Fogarty receives grant for water, sanitation studies in Pakistan

October 2010 | Volume 9, Issue 5

Two young men, mud on their shirts, stand in front of murky brown water, one holds large bucket on his shoulder
Photo courtesy WHO/Syed Haider

Fogarty has received funding from the Pakistan-U.S.
Science and Technology Cooperation Program for
a water, sanitation, health and hygiene project as well
as funds for grant-writing workshops in Pakistan.

A Fogarty team of scientists has received a three-year grant to study water, sanitation and health in Pakistan. The researchers will study the change in the incidence of diarrhea and pneumonia in young children, following up on interventions put in place 20 years ago, and will examine water quality and the use of newer latrines.

It's just one of 27 new projects supported by the Pakistan-U.S. Science and Technology Cooperation Program, a partnership between the U.S. Department of State, USAID, Pakistan's Ministry of Science and Technology and the Higher Education Commission of Pakistan.

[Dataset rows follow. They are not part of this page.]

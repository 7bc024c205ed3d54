//! Conversation flow around the resolution engine
//!
//! A [`Session`] carries everything one user conversation needs between
//! steps: the model they typed, the fetched listing rows, and the tied
//! candidates awaiting a newest-date check. The owner (CLI, chat transport)
//! keeps one session per user and feeds it each step:
//!
//! ```text
//! submit_model ──▶ ListingFound ──▶ extract_versions ──┬──▶ Best
//!                                                      └──▶ Ambiguous ──▶ extract_newest ──▶ FinalBest
//! ```

use std::fmt;

use serde::Serialize;
use tracing::{info, warn};

use crate::listing::source::ListingSource;
use crate::listing::types::{RowRecord, version_labels};
use crate::version::error::ListingError;
use crate::version::resolver::ResolutionResult;
use crate::version::{best_versions, resolve_candidates};

/// Step the session is waiting for
#[derive(Debug, Clone, Copy, PartialEq, Eq)]
pub enum SessionState {
    /// No listing yet
    AwaitingModel,
    /// Listing fetched, waiting for confirmation to rank versions
    ListingFetched,
    /// Several versions tied, waiting for confirmation to check dates
    AwaitingNewest,
    /// A final answer was given; a new model may be submitted
    Done,
}

/// Outcome of a session step
#[derive(Debug, Clone, PartialEq, Eq, Serialize)]
#[serde(tag = "kind", rename_all = "snake_case")]
pub enum Reply {
    /// The submitted model was blank
    EmptyModel,
    /// The listing could not be fetched for this model
    ModelNotFound,
    /// The listing page has no firmware table
    TableNotFound,
    /// The listing has no firmware rows or no version labels
    NoFirmware,
    /// Listing fetched; confirm to rank versions
    ListingFound { rows: usize },
    /// A single best version was found
    Best { result: ResolutionResult },
    /// Several versions tied; confirm to check publication dates
    Ambiguous { candidates: Vec<String> },
    /// Final answer after the newest-date check
    FinalBest { result: ResolutionResult },
    /// No candidate had a usable publication date
    NoResult,
    /// A step was requested before the one it depends on
    OutOfOrder,
}

impl Reply {
    /// Resolution attached to a final answer
    pub fn result(&self) -> Option<&ResolutionResult> {
        match self {
            Reply::Best { result } | Reply::FinalBest { result } => Some(result),
            _ => None,
        }
    }
}

fn write_releases(f: &mut fmt::Formatter<'_>, result: &ResolutionResult) -> fmt::Result {
    for (version, release) in &result.releases {
        writeln!(f, "{}\n{}", version, release.link)?;
    }
    Ok(())
}

impl fmt::Display for Reply {
    fn fmt(&self, f: &mut fmt::Formatter<'_>) -> fmt::Result {
        match self {
            Reply::EmptyModel => writeln!(f, "Please enter a model number"),
            Reply::ModelNotFound => {
                writeln!(f, "The model is not valid or has no firmware")
            }
            Reply::TableNotFound => writeln!(f, "Firmware table not found"),
            Reply::NoFirmware => writeln!(f, "No firmware found"),
            Reply::ListingFound { rows } => writeln!(
                f,
                "Found {} firmware entries\nConfirm to find the best version",
                rows
            ),
            Reply::Best { result } => {
                writeln!(f, "Best version:")?;
                write_releases(f, result)
            }
            Reply::Ambiguous { candidates } => writeln!(
                f,
                "Several similar versions found: {}\nConfirm to check the newest date",
                candidates.join(", ")
            ),
            Reply::FinalBest { result } => {
                writeln!(f, "Final best version:")?;
                write_releases(f, result)
            }
            Reply::NoResult => writeln!(f, "No result found"),
            Reply::OutOfOrder => writeln!(
                f,
                "Nothing is waiting for confirmation\nEnter a model number to start a new search"
            ),
        }
    }
}

/// Per-conversation context
#[derive(Debug, Clone)]
pub struct Session {
    model: String,
    rows: Vec<RowRecord>,
    candidates: Vec<String>,
    state: SessionState,
}

impl Default for Session {
    fn default() -> Self {
        Self::new()
    }
}

impl Session {
    pub fn new() -> Self {
        Self {
            model: String::new(),
            rows: Vec::new(),
            candidates: Vec::new(),
            state: SessionState::AwaitingModel,
        }
    }

    pub fn state(&self) -> SessionState {
        self.state
    }

    pub fn model(&self) -> &str {
        &self.model
    }

    pub fn rows(&self) -> &[RowRecord] {
        &self.rows
    }

    pub fn candidates(&self) -> &[String] {
        &self.candidates
    }

    /// Fetch the listing for a model, starting the conversation over
    pub async fn submit_model(&mut self, source: &dyn ListingSource, text: &str) -> Reply {
        let model = text.trim();
        if model.is_empty() {
            return Reply::EmptyModel;
        }

        *self = Self::new();
        self.model = model.to_string();

        let rows = match source.fetch_rows(model).await {
            Ok(rows) => rows,
            Err(ListingError::TableNotFound) => {
                warn!("No firmware table in listing for {}", model);
                return Reply::TableNotFound;
            }
            Err(e) => {
                warn!("Failed to fetch listing for {}: {}", model, e);
                return Reply::ModelNotFound;
            }
        };

        if rows.is_empty() {
            return Reply::NoFirmware;
        }

        info!("Fetched {} listing rows for {}", rows.len(), model);
        let count = rows.len();
        self.rows = rows;
        self.state = SessionState::ListingFetched;

        Reply::ListingFound { rows: count }
    }

    /// Rank the listed versions against the model
    pub fn extract_versions(&mut self) -> Reply {
        if self.state == SessionState::AwaitingModel {
            return Reply::OutOfOrder;
        }

        let versions = version_labels(&self.rows);
        let best = match best_versions(&versions, &self.model) {
            Ok(best) => best,
            Err(e) => {
                warn!("No versions to rank for {}: {}", self.model, e);
                self.state = SessionState::Done;
                return Reply::NoFirmware;
            }
        };

        if let [single] = best.as_slice() {
            info!("Single best version for {}: {}", self.model, single);
            self.state = SessionState::Done;
            let result = resolve_candidates(&self.rows, &best);
            if result.is_empty() {
                return Reply::NoResult;
            }
            return Reply::Best { result };
        }

        info!("{} versions tied for {}", best.len(), self.model);
        self.candidates = best.clone();
        self.state = SessionState::AwaitingNewest;

        Reply::Ambiguous { candidates: best }
    }

    /// Break a tie between candidates by newest date, then downloads
    pub fn extract_newest(&mut self) -> Reply {
        if self.state != SessionState::AwaitingNewest {
            return Reply::OutOfOrder;
        }

        self.state = SessionState::Done;
        let result = resolve_candidates(&self.rows, &self.candidates);
        if result.is_empty() {
            info!("No dated candidate for {}", self.model);
            return Reply::NoResult;
        }

        Reply::FinalBest { result }
    }
}

/// Run a whole conversation for `model`, confirming every prompt
pub async fn run_confirmed(source: &dyn ListingSource, model: &str) -> Vec<Reply> {
    let mut session = Session::new();
    let mut replies = vec![session.submit_model(source, model).await];

    if matches!(replies.last(), Some(Reply::ListingFound { .. })) {
        replies.push(session.extract_versions());
    }
    if matches!(replies.last(), Some(Reply::Ambiguous { .. })) {
        replies.push(session.extract_newest());
    }

    replies
}

/// Resolution carried by the last reply of a conversation, if it ended with one
pub fn final_result(replies: &[Reply]) -> Option<&ResolutionResult> {
    replies.last().and_then(Reply::result)
}

#[cfg(test)]
mod tests {
    use super::*;
    use crate::listing::source::MockListingSource;
    use crate::listing::types::CellRecord;
    use crate::version::resolver::Release;
    use rstest::rstest;

    fn row(version: &str, day: &str, link: &str, downloads: &str) -> RowRecord {
        RowRecord::new(version)
            .with_cell(CellRecord::text(version))
            .with_cell(CellRecord::new(Some(day), None))
            .with_link(link)
            .with_downloads(downloads)
    }

    fn source_with(rows: Vec<RowRecord>) -> MockListingSource {
        let mut source = MockListingSource::new();
        source
            .expect_fetch_rows()
            .returning(move |_| Ok(rows.clone()));
        source
    }

    #[tokio::test]
    async fn submit_model_rejects_blank_input_without_fetching() {
        let mut source = MockListingSource::new();
        source.expect_fetch_rows().never();
        let mut session = Session::new();

        assert_eq!(session.submit_model(&source, "   ").await, Reply::EmptyModel);
        assert_eq!(session.state(), SessionState::AwaitingModel);
    }

    #[tokio::test]
    async fn submit_model_trims_and_stores_rows() {
        let mut source = MockListingSource::new();
        source
            .expect_fetch_rows()
            .withf(|model| model == "lgh860")
            .times(1)
            .returning(|_| Ok(vec![row("H86020c", "2023-01-01", "c", "1")]));
        let mut session = Session::new();

        let reply = session.submit_model(&source, "  lgh860 \n").await;

        assert_eq!(reply, Reply::ListingFound { rows: 1 });
        assert_eq!(session.model(), "lgh860");
        assert_eq!(session.rows().len(), 1);
        assert_eq!(session.state(), SessionState::ListingFetched);
    }

    #[tokio::test]
    async fn submit_model_maps_listing_errors() {
        let mut source = MockListingSource::new();
        source
            .expect_fetch_rows()
            .withf(|model| model == "missing")
            .returning(|model| Err(ListingError::NotFound(model.to_string())));
        source
            .expect_fetch_rows()
            .withf(|model| model == "broken")
            .returning(|_| Err(ListingError::TableNotFound));
        source
            .expect_fetch_rows()
            .withf(|model| model == "empty")
            .returning(|_| Ok(vec![]));
        let mut session = Session::new();

        assert_eq!(
            session.submit_model(&source, "missing").await,
            Reply::ModelNotFound
        );
        assert_eq!(
            session.submit_model(&source, "broken").await,
            Reply::TableNotFound
        );
        assert_eq!(
            session.submit_model(&source, "empty").await,
            Reply::NoFirmware
        );
        assert_eq!(session.state(), SessionState::AwaitingModel);
    }

    #[tokio::test]
    async fn single_best_version_resolves_immediately() {
        let source = source_with(vec![
            row("H86010d", "2022-01-01", "d", "9"),
            row("H86020c", "2023-01-01", "c-old", "5"),
            row("H86020c", "2023-01-01", "c", "50"),
        ]);
        let mut session = Session::new();
        session.submit_model(&source, "lgh860").await;

        let reply = session.extract_versions();

        assert!(matches!(reply, Reply::Best { .. }));
        let result = reply.result().unwrap();
        assert_eq!(result.versions(), vec!["H86020c"]);
        assert_eq!(
            result.releases["H86020c"],
            Release {
                link: "c".to_string(),
                downloads: 50
            }
        );
        assert_eq!(session.state(), SessionState::Done);
        assert_eq!(session.extract_newest(), Reply::OutOfOrder);
    }

    #[tokio::test]
    async fn tied_versions_wait_for_newest_date_check() {
        let source = source_with(vec![
            row("X1abc", "2023-01-01", "x", "900"),
            row("Y1abc", "2023-02-01", "y", "1"),
        ]);
        let mut session = Session::new();
        session.submit_model(&source, "m1").await;

        assert_eq!(
            session.extract_versions(),
            Reply::Ambiguous {
                candidates: vec!["X1abc".to_string(), "Y1abc".to_string()]
            }
        );
        assert_eq!(session.state(), SessionState::AwaitingNewest);

        let reply = session.extract_newest();

        assert!(matches!(reply, Reply::FinalBest { .. }));
        assert_eq!(reply.result().unwrap().versions(), vec!["Y1abc"]);
        assert_eq!(reply.to_string(), "Final best version:\nY1abc\ny\n");
    }

    #[tokio::test]
    async fn undated_candidates_produce_no_result() {
        let source = source_with(vec![
            RowRecord::new("X1abc").with_cell(CellRecord::text("soon")),
            RowRecord::new("Y1abc"),
        ]);
        let mut session = Session::new();
        session.submit_model(&source, "m1").await;
        session.extract_versions();

        assert_eq!(session.extract_newest(), Reply::NoResult);
    }

    #[tokio::test]
    async fn rows_without_labels_report_no_firmware() {
        let source = source_with(vec![RowRecord::default().with_link("x")]);
        let mut session = Session::new();
        session.submit_model(&source, "lgh860").await;

        assert_eq!(session.extract_versions(), Reply::NoFirmware);
    }

    #[test]
    fn steps_before_a_listing_are_out_of_order() {
        let mut session = Session::new();

        assert_eq!(session.extract_versions(), Reply::OutOfOrder);
        assert_eq!(session.extract_newest(), Reply::OutOfOrder);
    }

    #[rstest]
    #[case(vec![])]
    #[case(vec![row("H86020c", "2023-01-01", "c", "5")])]
    #[tokio::test]
    async fn confirming_after_the_search_ended_asks_for_a_new_model(
        #[case] rows: Vec<RowRecord>,
    ) {
        let source = source_with(rows);
        let mut session = Session::new();
        session.submit_model(&source, "lgh860").await;
        session.extract_versions();

        let reply = session.extract_newest();

        assert_eq!(reply, Reply::OutOfOrder);
        assert_eq!(
            reply.to_string(),
            "Nothing is waiting for confirmation\nEnter a model number to start a new search\n"
        );
    }

    #[tokio::test]
    async fn final_result_comes_from_the_last_reply() {
        let source = source_with(vec![
            row("X1abc", "2023-01-01", "x", "900"),
            row("Y1abc", "2023-02-01", "y", "1"),
        ]);

        let replies = run_confirmed(&source, "m1").await;

        assert_eq!(replies.len(), 3);
        assert_eq!(
            final_result(&replies).map(|r| r.versions()),
            Some(vec!["Y1abc".to_string()])
        );
    }

    #[rstest]
    #[case(vec![])]
    #[case(vec![Reply::ModelNotFound])]
    #[case(vec![Reply::ListingFound { rows: 1 }, Reply::NoResult])]
    fn final_result_is_none_without_an_answer(#[case] replies: Vec<Reply>) {
        assert_eq!(final_result(&replies), None);
    }

    #[test]
    fn reply_serializes_with_kind_tag() {
        let json = serde_json::to_value(Reply::ListingFound { rows: 3 }).unwrap();

        assert_eq!(json, serde_json::json!({ "kind": "listing_found", "rows": 3 }));
    }
}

The initiative is intended to support Pakistan's development goals in health, water, agriculture and energy, and expand Pakistani universities' capacities for science and technology research and education.

Fogarty's Dr. Mark Miller and Dr. Zeba Rasmussen will conduct the research in partnership with the Aga Khan University in Karachi, Karakoram International University in Gilgit-Baltistan and the University of Punjab in Lahore.

Through the project, residents will better understand contamination levels in food and water supplies and the rates of diarrhea and pneumonia among their children, Rasmussen said.

"They can advocate for and adopt better interventions to improve health," she said. "They will know if previous interventions have worked."

In addition, the State Department is providing Fogarty with funds to conduct four NIH grant-writing workshops in Pakistan, to be implemented by the Aga Khan University.